BEGIN DATA TO EXAMINE

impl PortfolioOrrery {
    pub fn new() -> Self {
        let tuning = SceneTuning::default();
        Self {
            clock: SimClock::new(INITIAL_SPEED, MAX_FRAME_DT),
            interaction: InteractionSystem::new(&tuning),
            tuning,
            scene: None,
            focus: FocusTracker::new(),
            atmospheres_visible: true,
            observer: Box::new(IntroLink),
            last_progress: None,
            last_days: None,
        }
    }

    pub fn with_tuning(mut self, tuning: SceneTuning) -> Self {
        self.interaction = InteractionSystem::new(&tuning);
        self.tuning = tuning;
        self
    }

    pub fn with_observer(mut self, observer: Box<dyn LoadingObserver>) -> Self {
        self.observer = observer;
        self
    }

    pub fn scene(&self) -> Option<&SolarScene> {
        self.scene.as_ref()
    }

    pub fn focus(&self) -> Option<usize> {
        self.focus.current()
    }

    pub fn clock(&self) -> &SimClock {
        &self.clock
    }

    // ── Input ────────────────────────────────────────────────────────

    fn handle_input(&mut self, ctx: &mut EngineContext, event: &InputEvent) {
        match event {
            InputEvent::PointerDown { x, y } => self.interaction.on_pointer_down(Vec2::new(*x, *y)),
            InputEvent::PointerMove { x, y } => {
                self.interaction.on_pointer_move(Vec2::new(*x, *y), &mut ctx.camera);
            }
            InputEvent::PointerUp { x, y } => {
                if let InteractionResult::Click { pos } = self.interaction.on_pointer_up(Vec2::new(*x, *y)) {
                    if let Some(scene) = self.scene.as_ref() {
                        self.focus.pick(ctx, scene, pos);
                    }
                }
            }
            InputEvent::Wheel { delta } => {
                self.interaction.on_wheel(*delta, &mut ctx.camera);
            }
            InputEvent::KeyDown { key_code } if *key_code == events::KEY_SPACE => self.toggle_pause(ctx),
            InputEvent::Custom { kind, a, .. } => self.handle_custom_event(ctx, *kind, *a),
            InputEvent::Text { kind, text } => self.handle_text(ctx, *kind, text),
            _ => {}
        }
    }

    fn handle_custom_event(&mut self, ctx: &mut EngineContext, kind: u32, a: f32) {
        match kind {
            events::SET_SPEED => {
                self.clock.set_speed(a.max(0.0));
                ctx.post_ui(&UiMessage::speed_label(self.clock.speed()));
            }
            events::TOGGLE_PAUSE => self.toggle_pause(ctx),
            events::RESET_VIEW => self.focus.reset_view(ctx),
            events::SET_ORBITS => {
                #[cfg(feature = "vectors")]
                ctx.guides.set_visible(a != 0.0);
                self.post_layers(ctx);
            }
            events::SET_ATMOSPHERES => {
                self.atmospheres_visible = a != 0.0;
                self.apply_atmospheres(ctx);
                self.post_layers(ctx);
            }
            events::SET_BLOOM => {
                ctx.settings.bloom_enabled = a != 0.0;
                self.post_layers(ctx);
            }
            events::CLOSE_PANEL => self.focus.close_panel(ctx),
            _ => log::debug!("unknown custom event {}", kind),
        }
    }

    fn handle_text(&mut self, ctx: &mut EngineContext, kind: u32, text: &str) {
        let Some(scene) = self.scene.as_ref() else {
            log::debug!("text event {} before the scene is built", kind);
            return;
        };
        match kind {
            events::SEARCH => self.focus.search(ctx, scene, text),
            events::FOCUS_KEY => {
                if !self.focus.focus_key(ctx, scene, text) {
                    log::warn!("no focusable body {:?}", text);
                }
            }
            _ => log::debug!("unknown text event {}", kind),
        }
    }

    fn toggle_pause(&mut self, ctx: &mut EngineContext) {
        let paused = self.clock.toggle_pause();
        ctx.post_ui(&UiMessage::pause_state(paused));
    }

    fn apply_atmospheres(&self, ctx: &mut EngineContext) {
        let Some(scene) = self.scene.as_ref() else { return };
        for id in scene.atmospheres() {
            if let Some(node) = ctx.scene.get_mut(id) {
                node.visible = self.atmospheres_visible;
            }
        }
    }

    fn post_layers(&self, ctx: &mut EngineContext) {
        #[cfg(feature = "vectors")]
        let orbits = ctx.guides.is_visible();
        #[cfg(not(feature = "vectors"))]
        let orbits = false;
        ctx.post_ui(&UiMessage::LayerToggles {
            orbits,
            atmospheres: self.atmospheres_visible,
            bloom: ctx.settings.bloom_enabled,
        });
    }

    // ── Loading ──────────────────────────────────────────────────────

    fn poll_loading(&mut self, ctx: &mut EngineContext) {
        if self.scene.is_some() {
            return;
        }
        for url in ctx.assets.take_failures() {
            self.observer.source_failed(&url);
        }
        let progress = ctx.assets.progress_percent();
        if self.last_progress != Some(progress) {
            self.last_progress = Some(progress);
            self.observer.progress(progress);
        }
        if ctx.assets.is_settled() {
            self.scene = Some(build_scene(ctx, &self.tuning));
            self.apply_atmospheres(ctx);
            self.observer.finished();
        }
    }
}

END DATA TO EXAMINE

> **TO DO**:
Repeat the data in full, exactly as supplied.

> **ANSWER**:
impl PortfolioOrrery {
    pub fn new() -> Self {
        let tuning = SceneTuning::default();
        Self {
            clock: SimClock::new(INITIAL_SPEED, MAX_FRAME_DT),
            interaction: InteractionSystem::new(&tuning),
            tuning,
            scene: None,
            focus: FocusTracker::new(),
            atmospheres_visible: true,
            observer: Box::new(IntroLink),
            last_progress: None,
            last_days: None,
        }
    }

    pub fn with_tuning(mut self, tuning: SceneTuning) -> Self {
        self.interaction = InteractionSystem::new(&tuning);
        self.tuning = tuning;
        self
    }

    pub fn with_observer(mut self, observer: Box<dyn LoadingObserver>) -> Self {
        self.observer = observer;
        self
    }

    pub fn scene(&self) -> Option<&SolarScene> {
        self.scene.as_ref()
    }

    pub fn focus(&self) -> Option<usize> {
        self.focus.current()
    }

    pub fn clock(&self) -> &SimClock {
        &self.clock
    }

    // ── Input ────────────────────────────────────────────────────────

    fn handle_input(&mut self, ctx: &mut EngineContext, event: &InputEvent) {
        match event {
            InputEvent::PointerDown { x, y } => self.interaction.on_pointer_down(Vec2::new(*x, *y)),
            InputEvent::PointerMove { x, y } => {
                self.interaction.on_pointer_move(Vec2::new(*x, *y), &mut ctx.camera);
            }
            InputEvent::PointerUp { x, y } => {
                if let InteractionResult::Click { pos } = self.interaction.on_pointer_up(Vec2::new(*x, *y)) {
                    if let Some(scene) = self.scene.as_ref() {
                        self.focus.pick(ctx, scene, pos);
                    }
                }
            }
            InputEvent::Wheel { delta } => {
                self.interaction.on_wheel(*delta, &mut ctx.camera);
            }
            InputEvent::KeyDown { key_code } if *key_code == events::KEY_SPACE => self.toggle_pause(ctx),
            InputEvent::Custom { kind, a, .. } => self.handle_custom_event(ctx, *kind, *a),
            InputEvent::Text { kind, text } => self.handle_text(ctx, *kind, text),
            _ => {}
        }
    }

    fn handle_custom_event(&mut self, ctx: &mut EngineContext, kind: u32, a: f32) {
        match kind {
            events::SET_SPEED => {
                self.clock.set_speed(a.max(0.0));
                ctx.post_ui(&UiMessage::speed_label(self.clock.speed()));
            }
            events::TOGGLE_PAUSE => self.toggle_pause(ctx),
            events::RESET_VIEW => self.focus.reset_view(ctx),
            events::SET_ORBITS => {
                #[cfg(feature = "vectors")]
                ctx.guides.set_visible(a != 0.0);
                self.post_layers(ctx);
            }
            events::SET_ATMOSPHERES => {
                self.atmospheres_visible = a != 0.0;
                self.apply_atmospheres(ctx);
                self.post_layers(ctx);
            }
            events::SET_BLOOM => {
                ctx.settings.bloom_enabled = a != 0.0;
                self.post_layers(ctx);
            }
            events::CLOSE_PANEL => self.focus.close_panel(ctx),
            _ => log::debug!("unknown custom event {}", kind),
        }
    }

    fn handle_text(&mut self, ctx: &mut EngineContext, kind: u32, text: &str) {
        let Some(scene) = self.scene.as_ref() else {
            log::debug!("text event {} before the scene is built", kind);
            return;
        };
        match kind {
            events::SEARCH => self.focus.search(ctx, scene, text),
            events::FOCUS_KEY => {
                if !self.focus.focus_key(ctx, scene, text) {
                    log::warn!("no focusable body {:?}", text);
                }
            }
            _ => log::debug!("unknown text event {}", kind),
        }
    }

    fn toggle_pause(&mut self, ctx: &mut EngineContext) {
        let paused = self.clock.toggle_pause();
        ctx.post_ui(&UiMessage::pause_state(paused));
    }

    fn apply_atmospheres(&self, ctx: &mut EngineContext) {
        let Some(scene) = self.scene.as_ref() else { return };
        for id in scene.atmospheres() {
            if let Some(node) = ctx.scene.get_mut(id) {
                node.visible = self.atmospheres_visible;
            }
        }
    }

    fn post_layers(&self, ctx: &mut EngineContext) {
        #[cfg(feature = "vectors")]
        let orbits = ctx.guides.is_visible();
        #[cfg(not(feature = "vectors"))]
        let orbits = false;
        ctx.post_ui(&UiMessage::LayerToggles {
            orbits,
            atmospheres: self.atmospheres_visible,
            bloom: ctx.settings.bloom_enabled,
        });
    }

    // ── Loading ──────────────────────────────────────────────────────

    fn poll_loading(&mut self, ctx: &mut EngineContext) {
        if self.scene.is_some() {
            return;
        }
        for url in ctx.assets.take_failures() {
            self.observer.source_failed(&url);
        }
        let progress = ctx.assets.progress_percent();
        if self.last_progress != Some(progress) {
            self.last_progress = Some(progress);
            self.observer.progress(progress);
        }
        if ctx.assets.is_settled() {
            self.scene = Some(build_scene(ctx, &self.tuning));
            self.apply_atmospheres(ctx);
            self.observer.finished();
        }
    }
}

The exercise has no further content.